Sur question de son conseil, il a déclaré que B______ avait souvent changé d'administrateur. Il se souvenait avoir abordé le problème avec un Monsieur I______, du vivant de sa femme, lequel n'avait pas pu lui apporter de réponse car il avait quitté B______ peu après. Il n'avait cessé de réclamer le paiement de son salaire "auprès de tout le comité", toujours oralement car il souhaitait "procéder à l'amiable". Il a précisé que c'était le comité qui décidait et non les administrateurs. Il avait décidé de se défendre et de faire valoir ses droits en septembre 2017 car il ne recevait aucune réponse à ses demandes. La régie ne lui avait jamais demandé de cesser d'accomplir le travail de feu son épouse.

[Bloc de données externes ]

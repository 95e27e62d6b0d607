use super::{
    super::{
        derived::{format_decimal, is_truthy, parse_float, MONTHS_PER_YEAR},
        types::{text, GameString, HashMap},
    },
    Column,
    ColumnKind::{Float, Int, Text},
    IndividualRecord, Table,
};

/// The statistics of one group of animals that share a shed, species and breed.
#[derive(Debug, Clone, PartialEq)]
#[cfg_attr(feature = "serde", derive(serde::Serialize))]
pub struct SummaryRecord {
    pub current_shed: GameString,
    pub shed_type: Option<GameString>,
    pub species: Option<&'static str>,
    pub breed: Option<GameString>,
    pub animals_count: usize,
    pub pregnant_count: usize,
    pub avg_age_months: Option<f64>,
    pub avg_age_years: Option<f64>,
    pub avg_health: Option<f64>,
    pub avg_gen_metabolism: Option<f64>,
    pub avg_gen_quality: Option<f64>,
    pub avg_gen_health: Option<f64>,
    pub avg_gen_fertility: Option<f64>,
    pub avg_gen_productivity: Option<f64>,
    pub total_fetuses: usize,
}

/// The values that identify a group.
type GroupKey = (
    GameString,
    Option<GameString>,
    Option<&'static str>,
    Option<GameString>,
);

/// Collects the values of a field that parse as numbers.
fn numbers<'a, F: Fn(&'a IndividualRecord) -> &'a Option<GameString>>(
    members: &[&'a IndividualRecord],
    field: F,
) -> Vec<f64> {
    members
        .iter()
        .filter_map(|m| field(m).as_deref().and_then(parse_float))
        .collect()
}

fn mean(values: &[f64]) -> Option<f64> {
    if values.is_empty() {
        None
    } else {
        Some(values.iter().sum::<f64>() / values.len() as f64)
    }
}

impl SummaryRecord {
    fn new(key: GroupKey, members: &[&IndividualRecord]) -> Self {
        let (current_shed, shed_type, species, breed) = key;
        let ages = numbers(members, |m| &m.age);
        SummaryRecord {
            current_shed,
            shed_type,
            species,
            breed,
            animals_count: members.len(),
            pregnant_count: members
                .iter()
                .filter(|m| m.is_pregnant.as_deref().is_some_and(is_truthy_strict))
                .count(),
            avg_age_months: mean(&ages),
            // from the raw ages again, not from the rounded months
            avg_age_years: mean(&ages).map(|m| m / MONTHS_PER_YEAR),
            avg_health: mean(&numbers(members, |m| &m.health)),
            avg_gen_metabolism: mean(&numbers(members, |m| &m.genetics.metabolism)),
            avg_gen_quality: mean(&numbers(members, |m| &m.genetics.quality)),
            avg_gen_health: mean(&numbers(members, |m| &m.genetics.health)),
            avg_gen_fertility: mean(&numbers(members, |m| &m.genetics.fertility)),
            avg_gen_productivity: mean(&numbers(members, |m| &m.genetics.productivity)),
            total_fetuses: members.iter().map(|m| m.fetus_count()).sum(),
        }
    }
}

/// The pregnancy flag is compared as written, surrounding whitespace included.
fn is_truthy_strict(value: &str) -> bool {
    value.trim() == value && is_truthy(value)
}

/// Groups the animals by shed, shed type, species and breed and computes
/// the statistics of each group.
///
/// Groups are ordered by shed, species and breed. Averages only consider
/// members that have a numeric value for that field.
pub fn summarize(individuals: &[IndividualRecord]) -> Vec<SummaryRecord> {
    let mut index: HashMap<GroupKey, usize> = HashMap::default();
    let mut groups: Vec<(GroupKey, Vec<&IndividualRecord>)> = Vec::new();
    for individual in individuals {
        let key = (
            individual.current_shed.clone(),
            individual.shed_type.clone(),
            individual.species,
            individual.breed.clone(),
        );
        match index.get(&key) {
            Some(i) => groups[*i].1.push(individual),
            None => {
                index.insert(key.clone(), groups.len());
                groups.push((key, vec![individual]));
            }
        }
    }
    let mut summary: Vec<SummaryRecord> = groups
        .into_iter()
        .map(|(key, members)| SummaryRecord::new(key, &members))
        .collect();
    summary.sort_by(|a, b| {
        (
            a.current_shed.as_ref(),
            a.species.unwrap_or(""),
            a.breed.as_deref().unwrap_or(""),
        )
            .cmp(&(
                b.current_shed.as_ref(),
                b.species.unwrap_or(""),
                b.breed.as_deref().unwrap_or(""),
            ))
    });
    summary
}

impl Table for SummaryRecord {
    const COLUMNS: &'static [Column] = &[
        Column::new("current_shed", Text),
        Column::new("shed_type", Text),
        Column::new("species", Text),
        Column::new("breed", Text),
        Column::new("animals_count", Int),
        Column::new("pregnant_count", Int),
        Column::new("avg_age_months", Float),
        Column::new("avg_age_years", Float),
        Column::new("avg_health", Float),
        Column::new("avg_gen_metabolism", Float),
        Column::new("avg_gen_quality", Float),
        Column::new("avg_gen_health", Float),
        Column::new("avg_gen_fertility", Float),
        Column::new("avg_gen_productivity", Float),
        Column::new("total_fetuses", Int),
    ];

    fn fields(&self) -> Vec<String> {
        vec![
            self.current_shed.to_string(),
            text(&self.shed_type),
            text(&self.species),
            text(&self.breed),
            self.animals_count.to_string(),
            self.pregnant_count.to_string(),
            format_decimal(self.avg_age_months),
            format_decimal(self.avg_age_years),
            format_decimal(self.avg_health),
            format_decimal(self.avg_gen_metabolism),
            format_decimal(self.avg_gen_quality),
            format_decimal(self.avg_gen_health),
            format_decimal(self.avg_gen_fertility),
            format_decimal(self.avg_gen_productivity),
            self.total_fetuses.to_string(),
        ]
    }
}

Sur question du conseil de B______, A______ a déclaré qu'il n'avait pas réclamé son salaire au moment de l'incident relatif à la piscine car ce n'était pas le même contrat.

e.d J______, entendue en qualité de témoin, a confirmé les déclarations de son père, A______, quant à la charge de travail de ce dernier. Elle ignorait s'il était payé à 100%, mais se souvenait que son père "se plaignait d'un dysfonctionnement quelque part", sans pour autant savoir ce qui ne jouait pas exactement quant à sa rémunération. Elle se souvenait que son père, qui voulait faire valoir ses droits, s'était entretenu avec un employé de la régie, sauf erreur à deux reprises mais sans souvenir des dates de ces discussions, en vain. Enfin, il était exact que son père avait d'autres priorités durant la maladie de sa mère.

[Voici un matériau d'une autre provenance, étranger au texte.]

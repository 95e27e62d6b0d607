use std::{
    fs, io,
    path::{Path, PathBuf, MAIN_SEPARATOR},
};

use csv::{Terminator, WriterBuilder};
use derive_more::{Display, Error, From};
use serde::Serialize;

use livestock_extractor_lib::{
    save_file::Extraction,
    structures::{Cell, FetusRecord, IndividualRecord, SummaryRecord, Table},
};

const ANIMALS_FILE: &str = "livestock.csv";
const SUMMARY_FILE: &str = "livestock_summary.csv";
const JSON_EXTENSION: &str = "json";

/// An error that occurred while writing the exported tables.
#[derive(Debug, From, Display, Error)]
pub enum ExportError {
    /// Something went wrong with stdlib IO.
    IoError(io::Error),
    /// The CSV writer failed
    CsvError(csv::Error),
    /// The JSON serializer failed
    JsonError(serde_json::Error),
}

/// Creates the folder a file is going to be written to.
fn ensure_parent(path: &Path) -> io::Result<()> {
    match path.parent() {
        Some(parent) if !parent.as_os_str().is_empty() => fs::create_dir_all(parent),
        _ => Ok(()),
    }
}

/// Writes a table as CSV, header first.
pub fn write_csv<T: Table>(path: &Path, rows: &[T]) -> Result<(), ExportError> {
    ensure_parent(path)?;
    let mut writer = WriterBuilder::new()
        .terminator(Terminator::CRLF)
        .from_path(path)?;
    writer.write_record(T::header())?;
    for row in rows {
        writer.write_record(row.fields())?;
    }
    writer.flush()?;
    Ok(())
}

/// One table of the JSON dump, with typed cells.
#[derive(Serialize)]
struct Sheet {
    columns: Vec<&'static str>,
    rows: Vec<Vec<Cell>>,
}

impl Sheet {
    fn new<T: Table>(rows: &[T]) -> Self {
        Sheet {
            columns: T::header(),
            rows: rows.iter().map(|r| r.cells()).collect(),
        }
    }
}

#[derive(Serialize)]
struct Dump {
    #[serde(rename = "Animals")]
    animals: Sheet,
    #[serde(rename = "Fetuses")]
    fetuses: Sheet,
    #[serde(rename = "Summary")]
    summary: Sheet,
}

/// Writes the three tables into a single JSON document.
pub fn write_json(
    path: &Path,
    extraction: &Extraction,
    summary: &[SummaryRecord],
) -> Result<(), ExportError> {
    ensure_parent(path)?;
    let dump = Dump {
        animals: Sheet::new::<IndividualRecord>(&extraction.individuals),
        fetuses: Sheet::new::<FetusRecord>(&extraction.fetuses),
        summary: Sheet::new(summary),
    };
    let json = serde_json::to_string_pretty(&dump)?;
    fs::write(path, json)?;
    Ok(())
}

/// Where the tables of one save end up.
#[derive(Debug, PartialEq)]
pub enum Targets {
    Csv {
        animals: PathBuf,
        fetuses: PathBuf,
        summary: PathBuf,
    },
    Json(PathBuf),
}

impl Targets {
    /// Writes the tables to their destinations, returning the written paths.
    pub fn write(
        &self,
        extraction: &Extraction,
        summary: &[SummaryRecord],
    ) -> Result<Vec<&Path>, ExportError> {
        match self {
            Targets::Csv {
                animals,
                fetuses,
                summary: summary_path,
            } => {
                write_csv(animals, &extraction.individuals)?;
                write_csv(fetuses, &extraction.fetuses)?;
                write_csv(summary_path, summary)?;
                Ok(vec![animals.as_path(), fetuses.as_path(), summary_path.as_path()])
            }
            Targets::Json(path) => {
                write_json(path, extraction, summary)?;
                Ok(vec![path.as_path()])
            }
        }
    }
}

/// The path of the fetus table that accompanies an animals table.
fn fetuses_path(animals: &Path) -> PathBuf {
    let stem = animals
        .file_stem()
        .map_or_else(String::new, |s| s.to_string_lossy().into_owned());
    animals.with_file_name(format!("{}_fetuses.csv", stem))
}

/// Returns true if the user meant the path as a folder.
fn is_dir_like(path: &Path) -> bool {
    path.is_dir() || path.to_string_lossy().ends_with(['/', MAIN_SEPARATOR])
}

/// How the user asked for the output to be laid out.
#[derive(Debug, Default, Clone)]
pub struct OutputOptions {
    pub out: Option<PathBuf>,
    pub summary_out: Option<PathBuf>,
    /// Present if a JSON dump was requested, with an optional destination
    pub json: Option<Option<PathBuf>>,
    /// Every save is being exported, so the paths name folders
    pub batch: bool,
}

impl OutputOptions {
    /// Resolves the destinations for one save.
    pub fn targets(&self, save_dir: &Path, save_name: &str) -> Targets {
        if let Some(json) = &self.json {
            let default_name = format!("{}_livestock.{}", save_name, JSON_EXTENSION);
            return Targets::Json(match json {
                None => save_dir.join(default_name),
                Some(path) if is_dir_like(path) => path.join(default_name),
                Some(path) if self.batch => {
                    if path.extension().is_some_and(|e| e == JSON_EXTENSION) {
                        let file = path
                            .file_name()
                            .map_or_else(String::new, |f| f.to_string_lossy().into_owned());
                        path.with_file_name(format!("{}_{}", save_name, file))
                    } else {
                        path.join(default_name)
                    }
                }
                Some(path) => path.clone(),
            });
        }
        let animals = match (&self.out, self.batch) {
            (Some(out), true) => out.join(format!("{}_{}", save_name, ANIMALS_FILE)),
            (Some(out), false) => out.clone(),
            (None, _) => save_dir.join(ANIMALS_FILE),
        };
        let summary = match (&self.summary_out, self.batch) {
            (Some(out), true) => out.join(format!("{}_{}", save_name, SUMMARY_FILE)),
            (Some(out), false) => out.clone(),
            (None, _) => save_dir.join(SUMMARY_FILE),
        };
        Targets::Csv {
            fetuses: fetuses_path(&animals),
            animals,
            summary,
        }
    }
}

e.e Entendu en qualité de témoin, K______, exhorté à dire la vérité, a déclaré avoir travaillé pour B______ avec A______, qu'il connaissait depuis trente-huit ans. Il a confirmé que ce dernier avait repris les tâches de feu son épouse, mais ignorait s'il avait été rémunéré à cette fin. A______ ne s'était jamais plaint envers lui au sujet de son salaire.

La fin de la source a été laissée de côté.